Friday, November 30, 2018

Wowed by Powdermilk Biscuits! Apply a formula, find an appliance; “Malchus? Vincent? Can you hear me?” Character development; Seven heavenly puzzles?... Mathew’s define comedy!

PUZZLERIA! SLICES: OVER 8!/21 SERVED



Schpuzzle Of The Week:
Character development

Place the first name of a young sitcom character in front of the one-word name of a male literary character. 
Remove an “o” and divide the result into two equal parts to name a female literary character, in two words.
Who are these three characters?
Hint: The first name of the young sitcom character is gender-neutral.


Appetizer Menu

Try Beating These Conundrums Appetizer:
Seven heavenly puzzles?... Mathew’s define comedy!

🥁1. Think of a contemporary comedienne, first and last names, in five and five letters. Drop four letters, add an A, and rearrange to name a fictional location featured in a recent movie.

🥁2. Take the name of a television comedy series that aired in the mid-2000s, in three words. Add a stroke to one letter and rearrange to get a two-word economics phrase that is one indicator for quality of life.

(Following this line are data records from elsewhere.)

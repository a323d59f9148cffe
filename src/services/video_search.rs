use std::collections::HashMap;

use crate::{
    error::{AppError, AppResult},
    formatting::{format_duration, format_views},
    models::{SearchItem, Video, VideoDetails, VideoList, DEFAULT_DURATION, DEFAULT_VIEW_COUNT},
    services::{providers::VideoSource, query::SearchRequest},
};

/// Runs the search and enriches every hit with its duration and view count
///
/// The detail lookup is skipped entirely when the search has no video ids.
/// Output order follows the search response; results whose id is not a video
/// are dropped.
pub async fn search_videos(
    source: &dyn VideoSource,
    request: &SearchRequest,
) -> AppResult<VideoList> {
    let results = source.search(request).await?;

    let video_ids: Vec<String> = results
        .items
        .iter()
        .filter_map(|item| item.video_id().map(str::to_string))
        .collect();

    if video_ids.is_empty() {
        tracing::debug!(query = %request.query, "No videos found, skipping detail lookup");
        return Ok(VideoList::default());
    }

    let details = source.video_details(&video_ids).await?;
    let details_by_id: HashMap<&str, &VideoDetails> = details
        .items
        .iter()
        .map(|detail| (detail.id.as_str(), detail))
        .collect();

    let missing = video_ids
        .iter()
        .filter(|id| !details_by_id.contains_key(id.as_str()))
        .count();
    if missing > 0 {
        tracing::warn!(missing, "Some videos had no details, using defaults");
    }

    let videos = results
        .items
        .iter()
        .filter_map(|item| {
            item.video_id()
                .map(|id| build_video(id, item, details_by_id.get(id).copied()))
        })
        .collect::<AppResult<Vec<Video>>>()?;

    Ok(VideoList { videos })
}

/// Combines a search hit with its (optional) detail record
fn build_video(id: &str, item: &SearchItem, details: Option<&VideoDetails>) -> AppResult<Video> {
    let duration = details.map_or(DEFAULT_DURATION, VideoDetails::duration);
    let view_count = details.map_or(DEFAULT_VIEW_COUNT, VideoDetails::view_count);

    let views: u64 = view_count
        .parse()
        .map_err(|_| AppError::InvalidViewCount(view_count.to_string()))?;

    let snippet = &item.snippet;
    Ok(Video {
        id: id.to_string(),
        title: snippet.title.clone(),
        channel: snippet.channel_title.clone(),
        views: format_views(views),
        duration: format_duration(duration)?,
        thumbnail: snippet
            .thumbnails
            .medium
            .as_ref()
            .map(|thumbnail| thumbnail.url.clone())
            .unwrap_or_default(),
        description: snippet.description.clone(),
    })
}

#[cfg(test)]
mod tests {
    use super::*;
    use crate::{
        formatting::DurationError,
        models::{
            ContentDetails, SearchItemId, SearchListResponse, SearchSnippet, Statistics,
            Thumbnail, Thumbnails, VideoListResponse,
        },
        services::providers::MockVideoSource,
    };
    use tokio_test::{assert_err, assert_ok};

    fn search_item(id: Option<&str>, title: &str) -> SearchItem {
        SearchItem {
            id: SearchItemId {
                video_id: id.map(str::to_string),
            },
            snippet: SearchSnippet {
                title: title.to_string(),
                channel_title: format!("{} channel", title),
                description: format!("About {}", title),
                thumbnails: Thumbnails {
                    medium: Some(Thumbnail {
                        url: format!("https://i.ytimg.com/vi/{}/mqdefault.jpg", title),
                    }),
                },
            },
        }
    }

    fn details(id: &str, duration: &str, views: &str) -> VideoDetails {
        VideoDetails {
            id: id.to_string(),
            content_details: Some(ContentDetails {
                duration: Some(duration.to_string()),
            }),
            statistics: Some(Statistics {
                view_count: Some(views.to_string()),
            }),
        }
    }

    fn mock_with_search(items: Vec<SearchItem>) -> MockVideoSource {
        let mut source = MockVideoSource::new();
        source
            .expect_search()
            .times(1)
            .returning(move |_| Ok(SearchListResponse { items: items.clone() }));
        source
    }

    #[tokio::test]
    async fn test_empty_search_skips_detail_lookup() {
        let mut source = mock_with_search(vec![]);
        source.expect_video_details().never();

        let list = assert_ok!(search_videos(&source, &SearchRequest::default()).await);
        assert!(list.videos.is_empty());
    }

    #[tokio::test]
    async fn test_results_without_video_ids_skip_detail_lookup() {
        let mut source = mock_with_search(vec![search_item(None, "channel")]);
        source.expect_video_details().never();

        let list = assert_ok!(search_videos(&source, &SearchRequest::default()).await);
        assert!(list.videos.is_empty());
    }

    #[tokio::test]
    async fn test_merges_details_in_search_order() {
        let mut source = mock_with_search(vec![
            search_item(Some("b"), "second"),
            search_item(Some("a"), "first"),
        ]);
        source
            .expect_video_details()
            .withf(|ids| ids.len() == 2 && ids[0] == "b" && ids[1] == "a")
            .times(1)
            .returning(|_| {
                Ok(VideoListResponse {
                    items: vec![
                        details("a", "PT45S", "999"),
                        details("b", "PT1H2M3S", "1500000"),
                    ],
                })
            });

        let list = assert_ok!(search_videos(&source, &SearchRequest::default()).await);

        assert_eq!(list.videos.len(), 2);
        assert_eq!(list.videos[0].id, "b");
        assert_eq!(list.videos[0].title, "second");
        assert_eq!(list.videos[0].channel, "second channel");
        assert_eq!(list.videos[0].duration, "1:02:03");
        assert_eq!(list.videos[0].views, "1.5M");
        assert_eq!(
            list.videos[0].thumbnail,
            "https://i.ytimg.com/vi/second/mqdefault.jpg"
        );
        assert_eq!(list.videos[1].id, "a");
        assert_eq!(list.videos[1].duration, "0:45");
        assert_eq!(list.videos[1].views, "999");
        assert_eq!(list.videos[1].description, "About first");
    }

    #[tokio::test]
    async fn test_missing_details_default_to_zero() {
        let mut source = mock_with_search(vec![
            search_item(Some("known"), "known"),
            search_item(Some("gone"), "gone"),
        ]);
        source.expect_video_details().times(1).returning(|_| {
            Ok(VideoListResponse {
                items: vec![details("known", "PT5M9S", "2500")],
            })
        });

        let list = assert_ok!(search_videos(&source, &SearchRequest::default()).await);

        assert_eq!(list.videos[0].duration, "5:09");
        assert_eq!(list.videos[0].views, "3K");
        assert_eq!(list.videos[1].id, "gone");
        assert_eq!(list.videos[1].duration, "0:00");
        assert_eq!(list.videos[1].views, "0");
    }

    #[tokio::test]
    async fn test_missing_thumbnail_is_empty_string() {
        let mut item = search_item(Some("x"), "x");
        item.snippet.thumbnails.medium = None;

        let mut source = mock_with_search(vec![item]);
        source
            .expect_video_details()
            .returning(|_| Ok(VideoListResponse::default()));

        let list = assert_ok!(search_videos(&source, &SearchRequest::default()).await);
        assert_eq!(list.videos[0].thumbnail, "");
    }

    #[tokio::test]
    async fn test_search_error_propagates() {
        let mut source = MockVideoSource::new();
        source
            .expect_search()
            .returning(|_| Err(AppError::UpstreamApi("quotaExceeded".to_string())));
        source.expect_video_details().never();

        let err = assert_err!(search_videos(&source, &SearchRequest::default()).await);
        assert_eq!(err.to_string(), "YouTube API Error: quotaExceeded");
    }

    #[tokio::test]
    async fn test_malformed_duration_fails_request() {
        let mut source = mock_with_search(vec![search_item(Some("a"), "a")]);
        source.expect_video_details().returning(|_| {
            Ok(VideoListResponse {
                items: vec![details("a", "PT3M1H", "10")],
            })
        });

        let err = assert_err!(search_videos(&source, &SearchRequest::default()).await);
        assert!(matches!(
            err,
            AppError::InvalidDuration(DurationError::OutOfOrder('H'))
        ));
    }

    #[tokio::test]
    async fn test_malformed_view_count_fails_request() {
        let mut source = mock_with_search(vec![search_item(Some("a"), "a")]);
        source.expect_video_details().returning(|_| {
            Ok(VideoListResponse {
                items: vec![details("a", "PT1M", "lots")],
            })
        });

        let err = assert_err!(search_videos(&source, &SearchRequest::default()).await);
        assert!(matches!(err, AppError::InvalidViewCount(ref value) if value == "lots"));
    }
}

🥁3. Think of a common downside to the summer, in seven letters. Drop the first letter and shift the remaining letters nine places earlier in the alphabet to get a common unisex first name shared by a well known comedian/actor.

🥁4. Think of a comedian currently on television, first and last names, whose last name appears in the first name (in order, but not consecutively). Remove all instances of these shared letters and rearrange to name the capital of a country.

🥁5. Name a comic strip in three words. Put together, these words contain the name of a foreign language in five letters.

🥁6. Think of the last name of a stand-up comedian that contains “ND”. Change the “ND” to “MB” to get a word meaning “aimless”.

🥁7. Name a television personality and a comic strip character that share the same first name and whose last names are colors. 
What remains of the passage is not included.